* Directions *
Reproduce each record exactly.

Stored data entries:
------------------------------------------------------------------------
// src/fetch/error.rs
// =============================================================================
// Why a page could not be fetched.
//
// Only three kinds are "recoverable": the crawler skips the URL and carries
// on. Everything else is reported as-is and ends the crawl.
// =============================================================================

use thiserror::Error;

type BoxError = Box<dyn std::error::Error + Send + Sync>;

#[derive(Error, Debug)]
pub enum FetchError {
    /// The link is a relative reference with no scheme (`page2`, `#top`, `//host/x`)
    #[error("no scheme supplied in '{url}'")]
    MissingScheme { url: String },

    /// An absolute URL the HTTP client cannot talk to (`mailto:`, `ftp:` ...)
    #[error("unsupported scheme '{scheme}' in '{url}'")]
    InvalidScheme { url: String, scheme: String },

    /// Connecting failed or the request timed out
    #[error("connection to '{url}' failed: {source}")]
    ConnectionFailure {
        url: String,
        #[source]
        source: BoxError,
    },

    /// Absolute URL that is syntactically broken (empty host, bad port ...)
    #[error("invalid url '{url}': {reason}")]
    InvalidUrl { url: String, reason: String },

    /// Any other transport failure: redirect loops, unreadable bodies
    #[error("request to '{url}' failed: {source}")]
    Request {
        url: String,
        #[source]
        source: BoxError,
    },
}

impl FetchError {
    /// True for the failures a crawl absorbs by skipping the URL
    pub fn is_recoverable(&self) -> bool {
        matches!(
            self,
            FetchError::MissingScheme { .. }
                | FetchError::InvalidScheme { .. }
                | FetchError::ConnectionFailure { .. }
        )
    }

    // Short machine-friendly label, used in the JSON report
    pub fn kind(&self) -> &'static str {
        match self {
            FetchError::MissingScheme { .. } => "missing_scheme",
            FetchError::InvalidScheme { .. } => "invalid_scheme",
            FetchError::ConnectionFailure { .. } => "connection_failure",
            FetchError::InvalidUrl { .. } => "invalid_url",
            FetchError::Request { .. } => "request",
        }
    }
}

#[cfg(test)]
mod tests {
    use super::*;

    #[test]
    fn test_scheme_errors_are_recoverable() {
        let missing = FetchError::MissingScheme { url: "page2".to_string() };
        let invalid = FetchError::InvalidScheme {
            url: "mailto:a@b.com".to_string(),
            scheme: "mailto".to_string(),
        };
        assert!(missing.is_recoverable());
        assert!(invalid.is_recoverable());
        assert_eq!(invalid.kind(), "invalid_scheme");
    }

    #[test]
    fn test_connection_failure_keeps_source() {
        let err = FetchError::ConnectionFailure {
            url: "https://down.test/".to_string(),
            source: "connection refused".into(),
        };
        assert!(err.is_recoverable());
        assert_eq!(
            err.to_string(),
            "connection to 'https://down.test/' failed: connection refused"
        );
    }

    #[test]
    fn test_invalid_url_is_fatal() {
        let err = FetchError::InvalidUrl {
            url: "http://".to_string(),
            reason: "empty host".to_string(),
        };
        assert!(!err.is_recoverable());
        assert_eq!(err.to_string(), "invalid url 'http://': empty host");
    }
}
------------------------------------------------------------------------
* Response area *
// src/fetch/error.rs
// =============================================================================
// Why a page could not be fetched.
//
// Only three kinds are "recoverable": the crawler skips the URL and carries
// on. Everything else is reported as-is and ends the crawl.
// =============================================================================

use thiserror::Error;

type BoxError = Box<dyn std::error::Error + Send + Sync>;

#[derive(Error, Debug)]
pub enum FetchError {
    /// The link is a relative reference with no scheme (`page2`, `#top`, `//host/x`)
    #[error("no scheme supplied in '{url}'")]
    MissingScheme { url: String },

    /// An absolute URL the HTTP client cannot talk to (`mailto:`, `ftp:` ...)
    #[error("unsupported scheme '{scheme}' in '{url}'")]
    InvalidScheme { url: String, scheme: String },

    /// Connecting failed or the request timed out
    #[error("connection to '{url}' failed: {source}")]
    ConnectionFailure {
        url: String,
        #[source]
        source: BoxError,
    },

    /// Absolute URL that is syntactically broken (empty host, bad port ...)
    #[error("invalid url '{url}': {reason}")]
    InvalidUrl { url: String, reason: String },

    /// Any other transport failure: redirect loops, unreadable bodies
    #[error("request to '{url}' failed: {source}")]
    Request {
        url: String,
        #[source]
        source: BoxError,
    },
}

impl FetchError {
    /// True for the failures a crawl absorbs by skipping the URL
    pub fn is_recoverable(&self) -> bool {
        matches!(
            self,
            FetchError::MissingScheme { .. }
                | FetchError::InvalidScheme { .. }
                | FetchError::ConnectionFailure { .. }
        )
    }

    // Short machine-friendly label, used in the JSON report
    pub fn kind(&self) -> &'static str {
        match self {
            FetchError::MissingScheme { .. } => "missing_scheme",
            FetchError::InvalidScheme { .. } => "invalid_scheme",
            FetchError::ConnectionFailure { .. } => "connection_failure",
            FetchError::InvalidUrl { .. } => "invalid_url",
            FetchError::Request { .. } => "request",
        }
    }
}

#[cfg(test)]
mod tests {
    use super::*;

    #[test]
    fn test_scheme_errors_are_recoverable() {
        let missing = FetchError::MissingScheme { url: "page2".to_string() };
        let invalid = FetchError::InvalidScheme {
            url: "mailto:a@b.com".to_string(),
            scheme: "mailto".to_string(),
        };
        assert!(missing.is_recoverable());
        assert!(invalid.is_recoverable());
        assert_eq!(invalid.kind(), "invalid_scheme");
    }

    #[test]
    fn test_connection_failure_keeps_source() {
        let err = FetchError::ConnectionFailure {
            url: "https://down.test/".to_string(),
            source: "connection refused".into(),
        };
        assert!(err.is_recoverable());
        assert_eq!(
            err.to_string(),
            "connection to 'https://down.test/' failed: connection refused"
        );
    }

    #[test]
    fn test_invalid_url_is_fatal() {
        let err = FetchError::InvalidUrl {
            url: "http://".to_string(),
            reason: "empty host".to_string(),
        };
        assert!(!err.is_recoverable());
        assert_eq!(err.to_string(), "invalid url 'http://': empty host");
    }
}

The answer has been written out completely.